I spent a while trying to figure this out, and took the ‘share memory by communicating’ proverb fairly literally. None-the-less, while I was putting together this program, it felt like I was doing something very wrong.
package main
import (
"fmt"
"math/rand"
"time"
)
func main() {
inout := make(chan int, 2)
divert := make(chan int)
max := 1000
fluxcapacitor(inout, divert, max)
inout <- 1
for x := range divert {
fmt.Println("Final Counter:", x)
}
}
func fluxcapacitor(inout chan int, divert chan int, max int) {
go incrementor("1", inout, divert, max)
go incrementor("2", inout, divert, max)
}
func incrementor(s string, inout chan int, divert chan int, max int) {
for i := range inout {
if i == max {
divert <- i
close(inout)
close(divert)
} else {
inout <- i + 1
fmt.Printf("Process: %s printing: %d\n", s, i)
}
time.Sleep(time.Duration(rand.Intn(10)) * time.Millisecond)
}
}
Opinions very welcome, or other ways to do this / improvements. Todd’s solution is here, and is far more sensible, although I like that in my code one go routine can take all the load if the other is busy.

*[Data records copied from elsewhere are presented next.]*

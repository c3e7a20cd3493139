//! Landmark types and the fixed-size keypoint vector stored per frame.
//!
//! Every frame is flattened into a vector of [`KEYPOINT_VECTOR_LEN`] values:
//!
//! | group      | landmarks | values each          | length |
//! |------------|-----------|----------------------|--------|
//! | pose       | 33        | x, y, z, visibility  | 132    |
//! | face       | 468       | x, y, z              | 1404   |
//! | left hand  | 21        | x, y, z              | 63     |
//! | right hand | 21        | x, y, z              | 63     |
//!
//! A group missing from the frame is written as zeros so that the vector
//! length never changes.

use crate::constants::{
    COORDS_PER_LANDMARK, FACE_VECTOR_LEN, HAND_VECTOR_LEN, KEYPOINT_VECTOR_LEN, NUM_FACE_LANDMARKS,
    NUM_HAND_LANDMARKS, NUM_POSE_LANDMARKS, POSE_VALUES_PER_LANDMARK, POSE_VECTOR_LEN,
};
use ndarray::{s, Array1, ArrayViewMut1};

/// A single landmark in frame-normalised coordinates
#[derive(Debug, Clone, Copy, Default, PartialEq)]
pub struct Landmark {
    /// X coordinate (0.0 to 1.0, normalised to image width)
    pub x: f32,
    /// Y coordinate (0.0 to 1.0, normalised to image height)
    pub y: f32,
    /// Depth, same scale as `x`
    pub z: f32,
    /// Likelihood of the landmark being visible (pose only)
    pub visibility: f32,
}

impl Landmark {
    /// Landmark without a visibility score
    #[must_use]
    pub fn new(x: f32, y: f32, z: f32) -> Self {
        Self { x, y, z, visibility: 0.0 }
    }

    /// Pixel position of the landmark in a frame of the given size
    #[must_use]
    #[allow(clippy::cast_precision_loss)]
    pub fn to_pixel(&self, width: i32, height: i32) -> (f32, f32) {
        (self.x * width as f32, self.y * height as f32)
    }
}

/// Landmark groups detected in one frame
#[derive(Debug, Clone, Default, PartialEq)]
pub struct HolisticLandmarks {
    /// Body pose landmarks
    pub pose: Option<Vec<Landmark>>,
    /// Face mesh landmarks
    pub face: Option<Vec<Landmark>>,
    /// Subject's left hand
    pub left_hand: Option<Vec<Landmark>>,
    /// Subject's right hand
    pub right_hand: Option<Vec<Landmark>>,
}

impl HolisticLandmarks {
    /// Whether no landmark group was detected
    #[must_use]
    pub fn is_empty(&self) -> bool {
        self.pose.is_none() && self.face.is_none() && self.left_hand.is_none() && self.right_hand.is_none()
    }
}

/// Flatten the detected landmarks into the fixed-length keypoint vector
#[must_use]
pub fn extract_keypoints(landmarks: &HolisticLandmarks) -> Array1<f32> {
    let mut keypoints = Array1::<f32>::zeros(KEYPOINT_VECTOR_LEN);

    let face_start = POSE_VECTOR_LEN;
    let left_start = face_start + FACE_VECTOR_LEN;
    let right_start = left_start + HAND_VECTOR_LEN;

    if let Some(pose) = &landmarks.pose {
        fill_group(
            keypoints.slice_mut(s![..face_start]),
            pose,
            NUM_POSE_LANDMARKS,
            POSE_VALUES_PER_LANDMARK,
        );
    }
    if let Some(face) = &landmarks.face {
        fill_group(
            keypoints.slice_mut(s![face_start..left_start]),
            face,
            NUM_FACE_LANDMARKS,
            COORDS_PER_LANDMARK,
        );
    }
    if let Some(hand) = &landmarks.left_hand {
        fill_group(
            keypoints.slice_mut(s![left_start..right_start]),
            hand,
            NUM_HAND_LANDMARKS,
            COORDS_PER_LANDMARK,
        );
    }
    if let Some(hand) = &landmarks.right_hand {
        fill_group(
            keypoints.slice_mut(s![right_start..]),
            hand,
            NUM_HAND_LANDMARKS,
            COORDS_PER_LANDMARK,
        );
    }

    keypoints
}

/// Write up to `count` landmarks into `target`; extra landmarks are ignored
/// and missing ones stay zero.
fn fill_group(mut target: ArrayViewMut1<'_, f32>, group: &[Landmark], count: usize, values_per_landmark: usize) {
    for (i, lm) in group.iter().take(count).enumerate() {
        let base = i * values_per_landmark;
        target[base] = lm.x;
        target[base + 1] = lm.y;
        target[base + 2] = lm.z;
        if values_per_landmark == POSE_VALUES_PER_LANDMARK {
            target[base + 3] = lm.visibility;
        }
    }
}
impl Session {
    fn run(&mut self, tasks: &Receiver<Task>) {
        debug!("Worker thread started");
        for task in tasks {
            debug!("Worker task: {task:?}");
            match task {
                Task::Start { action, generation } => self.start(action, generation),
                Task::Stop { save } => {
                    if save || !self.frames.is_empty() {
                        self.save();
                    }
                    self.status(status::STOPPED);
                }
                Task::Save => self.save(),
                Task::Reset => self.reset(),
                Task::Shutdown => break,
            }
        }
        self.release_source();
        debug!("Worker thread exiting");
    }

    fn start(&mut self, action: String, generation: u64) {
        info!("Starting collection for '{action}'");
        self.generation = generation;
        self.action = Some(action);
        self.frames.clear();
        self.images.clear();

        if let Err(e) = self.open_devices() {
            error!("Failed to initialize collection: {e}");
            self.flags.finish(generation);
            self.status(&format!("Error initializing collection: {e}"));
            return;
        }

        let end = match self.collect() {
            Ok(end) => end,
            Err(e) => {
                error!("Collection failed: {e}");
                self.status(&format!("Error during collection: {e}"));
                LoopEnd::Interrupted
            }
        };

        self.release_source();
        if !self.flags.finish(generation) {
            debug!("Session {generation} was ended from the handle");
        }
        self.emit(WorkerEvent::Frame(None));
        let message = match end {
            LoopEnd::Completed => status::COMPLETED,
            LoopEnd::Interrupted => status::INTERRUPTED,
        };
        info!(
            "{message}: {} of {} frame(s) buffered",
            self.frames.len(),
            self.config.frames_per_session()
        );
        self.status(message);
        self.emit(WorkerEvent::CollectionFinished {
            buffered: self.frames.len(),
            interrupted: end == LoopEnd::Interrupted,
        });
    }

    fn open_devices(&mut self) -> Result<()> {
        self.release_source();
        self.source = Some(self.backend.open_source(&self.config)?);
        match self.detector.as_mut() {
            Some(detector) => detector.reset(),
            None => self.detector = Some(self.backend.open_detector(&self.config)?),
        }
        Ok(())
    }

    /// Countdown, then the per-sequence, per-frame capture loop
    fn collect(&mut self) -> Result<LoopEnd> {
        let (Some(mut source), Some(mut detector)) = (self.source.take(), self.detector.take()) else {
            self.status(status::NOT_STARTED);
            return Ok(LoopEnd::Interrupted);
        };
        let result = self.capture_loop(source.as_mut(), detector.as_mut());
        self.source = Some(source);
        self.detector = Some(detector);
        result
    }

    fn capture_loop(&mut self, source: &mut dyn FrameSource, detector: &mut dyn LandmarkDetector) -> Result<LoopEnd> {
        let timing = self.config.timing.clone();
        let action = self.action.clone().unwrap_or_default();

        for remaining in (1..=timing.countdown_seconds).rev() {
            if self.stopped() {
                return Ok(LoopEnd::Interrupted);
            }
            self.status(&format!("Starting in {remaining}..."));
            if !self.sleep_unless_stopped(Duration::from_secs(1)) {
                return Ok(LoopEnd::Interrupted);
            }
            if let Err(e) = self.cue.tick(remaining) {
                warn!("Countdown cue failed: {e}");
            }
        }

        for sequence in self.config.sequence_range() {
            for frame_num in 0..self.config.sequence_length {
                if self.stopped() {
                    return Ok(LoopEnd::Interrupted);
                }

                while self.flags.paused.load(Ordering::SeqCst) && !self.stopped() {
                    thread::sleep(timing.pause_poll());
                }
                if self.stopped() {
                    return Ok(LoopEnd::Interrupted);
                }

                let frame = match source.read() {
                    Ok(Some(frame)) => frame,
                    Ok(None) => continue,
                    Err(e) => {
                        warn!("Skipping frame {frame_num} of sequence {sequence}: {e}");
                        continue;
                    }
                };

                let landmarks = detector.detect(&frame).unwrap_or_else(|e| {
                    warn!("Landmark detection failed: {e}");
                    HolisticLandmarks::default()
                });
                if landmarks.is_empty() {
                    debug!("No landmarks in frame {frame_num} of sequence {sequence}");
                }

                let mut image = frame.try_clone()?;
                draw_styled_landmarks(&mut image, &landmarks)?;
                let first_frame = frame_num == 0;
                draw_collection_banner(&mut image, &action, sequence, first_frame)?;
                self.emit(WorkerEvent::Frame(Some(image)));
                if first_frame && !self.sleep_unless_stopped(timing.sequence_start_delay()) {
                    return Ok(LoopEnd::Interrupted);
                }

                self.frames.push(extract_keypoints(&landmarks));
                self.images.push(frame);

                if !timing.frame_delay().is_zero() {
                    thread::sleep(timing.frame_delay());
                }
            }
            debug!("Sequence {sequence} of '{action}' captured");
        }

        Ok(LoopEnd::Completed)
    }

    fn save(&mut self) {
        let Some(action) = self.action.clone() else {
            self.status(status::NO_ACTION);
            return;
        };

        match self.layout.save(&action, &self.frames, &self.images) {
            Ok(summary) => {
                self.frames.clear();
                self.images.clear();
                self.emit(WorkerEvent::Saved(summary));
                self.status(status::SAVED);
            }
            Err(e) => {
                error!("Failed to save data: {e}");
                self.status(&format!("Error saving data: {e}"));
            }
        }
    }

    fn reset(&mut self) {
        self.release_source();
        self.source = None;
        if let Some(detector) = self.detector.as_mut() {
            detector.reset();
        }
        self.frames.clear();
        self.images.clear();
        self.action = None;
        info!("Worker reset");
        self.emit(WorkerEvent::Frame(None));
        self.status(status::RESET);
    }

    fn release_source(&mut self) {
        if let Some(source) = self.source.as_mut() {
            if let Err(e) = source.release() {
                warn!("Failed to release capture device: {e}");
            }
        }
    }

    fn stopped(&self) -> bool {
        self.flags.is_cancelled(self.generation)
    }

    /// Sleep for `duration`, waking early on stop; returns false when stopped
    fn sleep_unless_stopped(&self, duration: Duration) -> bool {
        let deadline = Instant::now() + duration;
        let step = self.config.timing.pause_poll();
        loop {
            if self.stopped() {
                return false;
            }
            let now = Instant::now();
            if now >= deadline {
                return true;
            }
            thread::sleep(step.min(deadline - now));
        }
    }

    fn status(&self, message: &str) {
        self.emit(WorkerEvent::Status(message.to_string()));
    }

    fn emit(&self, event: WorkerEvent) {
        // The receiver going away only means nobody is watching
        let _ = self.events.send(event);
    }
}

Ah yes, perhaps should have explained. The function is taking off the same channel it is pushing onto. It locks if you have only one go routine. With two go routines it doesn’t lock unless one of the go routines gets tied up, which is why I added the buffer of two.
Not sure if that’s ok. Maybe it’s more sensible to have two ‘stages’ between the pipes.
Doesn’t your code just fail with “Sending on a closed channel”? I find it wrong that you close the channel “inout” inside the “range inout”.
Your function signature should be “incrementor(s string, in <-chan int, out chan<- int, max int)”. You can use a sync.WaitGroup to keep track of all the incrementor routines that are running.
Yes, that is probably a bad thing. It’s because the last loop is listening for a signal on the channel ‘divert’, and once it captures that it ends. I did originally write it with supplying an in and out channel, but they are the same in this case, so I dropped that. Yes, also dropped the waitgroup from the original code.
It also needs something pushed onto the loop to allow it to get started, hence the
inout <- 1
I’m still unsure whether feeding a channel back around onto itself is a good idea or even useful.